Baca Selengkapnya Apa Itu Deforestasi?

Setelah pohon-pohon besar hilang, tanaman kecil lainnya – seperti pakis atau penutup tanah – yang tumbuh subur di bawah naungan kanopi yang lebih besar, tidak dapat lagi bertahan hidup tanpa perlindungan spesies yang lebih besar. Kemudian, tidak hanya hewan yang hidup di pohon yang ditebang tidak memiliki habitat, tetapi hewan yang hidup di semak-semak juga menemukan habitatnya terpengaruh. Begitu spesies tumbuhan dan hewan menjadi tidak seimbang, spesies mulai mati karena mereka tidak memiliki tempat yang aman untuk hidup, atau dalam kasus lain, tidak ada tempat untuk berburu makanan.

Dengan cara ini setiap spesies terhubung, dari rumput ke singa, atau tikus ke pohon pinus. Setiap hewan, tumbuhan atau serangga bergantung pada yang lain untuk mempertahankan populasi yang stabil agar semua spesies tetap seimbang.

Upaya Konservasi

Konservasi keanekaragaman hayati

Maka, penting untuk memastikan bahwa keragaman dipertahankan di sebanyak mungkin area. Ini hanya dapat dilakukan dengan merenungkan sejumlah besar industri yang telah didirikan manusia yang berdampak negatif terhadap lingkungan.
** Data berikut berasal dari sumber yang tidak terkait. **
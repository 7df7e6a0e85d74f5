//! Read side of the audit trail.

use super::auth::{
    ApiError, AuthState,
    principal::{require_auth, require_role},
    types::{AuditLogQuery, ErrorResponse},
};
use crate::{
    audit::{AuditFilter, AuditRecord},
    identity::Role,
};
use axum::{
    extract::{Extension, Json, Query},
    http::{HeaderMap, StatusCode},
    response::IntoResponse,
};
use std::sync::Arc;
use tracing::{debug, error};

/// Roles allowed to read the trail.
pub const AUDIT_READERS: [Role; 3] = [Role::Admin, Role::Hr, Role::Security];

#[utoipa::path(
    get,
    path = "/audit-logs",
    params(AuditLogQuery),
    responses(
        (status = 200, description = "Most recent records, newest first", body = [AuditRecord]),
        (status = 401, description = "Missing or dead bearer token", body = ErrorResponse),
        (status = 403, description = "Role may not read the audit trail", body = ErrorResponse),
        (status = 503, description = "Audit store unavailable", body = ErrorResponse),
    ),
    security(("bearer" = [])),
    tag = "audit"
)]
pub async fn audit_logs(
    headers: HeaderMap,
    auth_state: Extension<Arc<AuthState>>,
    Query(query): Query<AuditLogQuery>,
) -> impl IntoResponse {
    match audit_logs_inner(&headers, &auth_state, &query).await {
        Ok(records) => (StatusCode::OK, Json(records)).into_response(),
        Err(err) => err.into_response(),
    }
}

async fn audit_logs_inner(
    headers: &HeaderMap,
    auth_state: &AuthState,
    query: &AuditLogQuery,
) -> Result<Vec<AuditRecord>, ApiError> {
    let principal = require_auth(headers, auth_state.provider()).await?;
    require_role(&principal, &AUDIT_READERS)?;

    let filter = AuditFilter::new(query.search.as_deref(), query.category.as_deref());
    match auth_state.audit().list(&filter).await {
        Ok(records) => {
            debug!("Returning {} audit records", records.len());
            Ok(records)
        }
        Err(err) => {
            error!("Failed to list audit records: {err}");
            Err(ApiError::Unavailable(
                "Audit log temporarily unavailable".to_string(),
            ))
        }
    }
}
Dengan penangkapan ikan, penangkapan ikan yang berlebihan perlu dikurangi, dan teknik menangkap semua harus dilarang untuk memastikan spesies yang berisiko tidak menjadi sasaran secara tidak langsung. Demikian pula, deforestasi perlu dievaluasi. Tebang habis menghilangkan hampir semua yang ada di suatu area, dan bukan merupakan proses yang berkelanjutan. Dengan menggunakan proses seperti tebas dan bakar dan rotasi tanaman, keragaman perlu dipertahankan. Proses ini menggunakan area kecil untuk pertanian, menjaga keutuhan tanah alami, daripada membuka semuanya.

Meskipun mungkin mudah untuk berasumsi bahwa ancaman terbesar terhadap kepunahan spesies adalah perburuan dan perburuan, kegiatan ini secara langsung menargetkan hewan, pada kenyataannya ada jaringan industri dan ekspansi manusia yang telah mempengaruhi keanekaragaman hayati bumi secara keseluruhan. Karena setiap aspek dari sistem alam Bumi terhubung ke yang berikutnya, hanya dengan melihat masalah secara keseluruhan dan mengambil langkah mundur, dampak yang sebenarnya dapat dilihat. Dari sana, dengan mengubah proses dan mengarahkan fokus untuk memastikan gaya hidup yang berkelanjutan dan industri yang berkelanjutan, manusia dapat mulai melindungi keanekaragaman hayati planet kita dan mencegah ketidakseimbangan lebih lanjut dan hilangnya spesies di masa depan.